A medida que la tensión aumentaba, Valencia continuó defendiendo su posición.
“Dar subsidios a los ricos no es delito”, argumentó, intentando justificar sus acciones y las de sus aliados políticos.
Sin embargo, su retórica no resonó bien con el público presente, que se mostró cada vez más hostil.
“Usted está defendiendo la plata de los más poderosos de este país.
Los pobres no se alcanzan a pensionar en este país”, le respondieron algunos asistentes.
La situación llegó a un punto crítico cuando la policía tuvo que intervenir para sacar a Valencia del recinto.
“Fue tanto el rechazo que la policía tuvo que sacarla corriendo del lugar”, reportaron testigos.
Este episodio no solo refleja el descontento hacia la política de Valencia, sino también la creciente frustración de la ciudadanía con respecto a la gestión del gobierno y la oposición.
La respuesta de Valencia a estos abucheos fue desafiante.
“No hay necesidad”, dijo, intentando minimizar la gravedad de la situación.
Sin embargo, la realidad es que su presencia en el Congreso ha sido cada vez más cuestionada, y su capacidad para influir en la política colombiana se está viendo seriamente comprometida.

“Es una reforma que, como les dije, es una bomba nuclear”, afirmó Valencia en referencia a la reforma pensional que ha sido objeto de debate.

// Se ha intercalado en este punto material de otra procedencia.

//! Database migration system for growthlog.
//!
//! The schema version lives in the `metadata` table. Each version bump gets a
//! `migrate_vN` function; the base tables come from [`SCHEMA_STATEMENTS`].

use rusqlite::{Connection, OptionalExtension};

use crate::error::{Error, Result};

use super::schema::SCHEMA_STATEMENTS;

/// The current schema version.
pub const CURRENT_VERSION: i32 = 1;

/// Key used to store the schema version in the metadata table.
const VERSION_KEY: &str = "schema_version";

/// Initialize the database schema.
///
/// Creates all tables and indexes if they don't exist, then runs any
/// pending migrations to bring the schema up to the current version.
///
/// # Errors
///
/// Returns an error if schema creation or migration fails.
pub fn initialize_schema(conn: &Connection) -> Result<()> {
    for statement in SCHEMA_STATEMENTS {
        conn.execute(statement, [])?;
    }

    let version = get_schema_version(conn)?;
    if version < CURRENT_VERSION {
        run_migrations(conn, version)?;
    }

    Ok(())
}

/// Read the stored schema version; 0 for a database that predates versioning.
fn get_schema_version(conn: &Connection) -> Result<i32> {
    let stored: Option<String> = conn
        .query_row(
            "SELECT value FROM metadata WHERE key = ?1",
            [VERSION_KEY],
            |row| row.get(0),
        )
        .optional()?;

    stored.map_or(Ok(0), |value| {
        value.parse().map_err(|_| Error::DatabaseMigration {
            message: format!("invalid schema version: {value}"),
        })
    })
}

/// Set the schema version in the database.
fn set_schema_version(conn: &Connection, version: i32) -> Result<()> {
    conn.execute(
        "INSERT OR REPLACE INTO metadata (key, value) VALUES (?1, ?2)",
        (VERSION_KEY, version.to_string()),
    )?;
    Ok(())
}

/// Run migrations from the given version to the current version.
fn run_migrations(conn: &Connection, from_version: i32) -> Result<()> {
    let mut current = from_version;

    while current < CURRENT_VERSION {
        current += 1;
        run_migration(conn, current)?;
    }

    set_schema_version(conn, CURRENT_VERSION)?;
    Ok(())
}

/// Run a specific migration version.
fn run_migration(conn: &Connection, version: i32) -> Result<()> {
    match version {
        1 => migrate_v1(conn),
        _ => Err(Error::DatabaseMigration {
            message: format!("unknown migration version: {version}"),
        }),
    }
}

/// Migration to version 1: the initial `plant_entries` schema.
///
/// The tables themselves come from `SCHEMA_STATEMENTS`; this only records the version.
fn migrate_v1(conn: &Connection) -> Result<()> {
    set_schema_version(conn, 1)
}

Su insistencia en tumbarla ha sido clara, y recientemente, su partido presentó una solicitud ante la Corte Constitucional para cuestionar su validez.
“No actuar sobre comunicados de prensa”, fue su consejo a sus colegas, subrayando la importancia de una respuesta más estratégica y menos impulsiva.
La situación de Valencia es un microcosmos de la política colombiana actual, donde la polarización y la falta de diálogo han llevado a un ambiente tenso y hostil.
La gente ya no se siente representada por aquellos que, como Valencia, parecen más interesados en defender intereses personales que en abordar las preocupaciones de la población.
El pueblo colombiano, cansado de las promesas vacías y los discursos divisivos, está demandando un cambio.
“El país ya no es tonto”, se escuchó entre la multitud, un eco de la frustración que se ha acumulado durante años.
Mientras tanto, la figura de Paloma Valencia sigue siendo objeto de controversia y debate, un recordatorio de los desafíos que enfrenta la democracia en Colombia.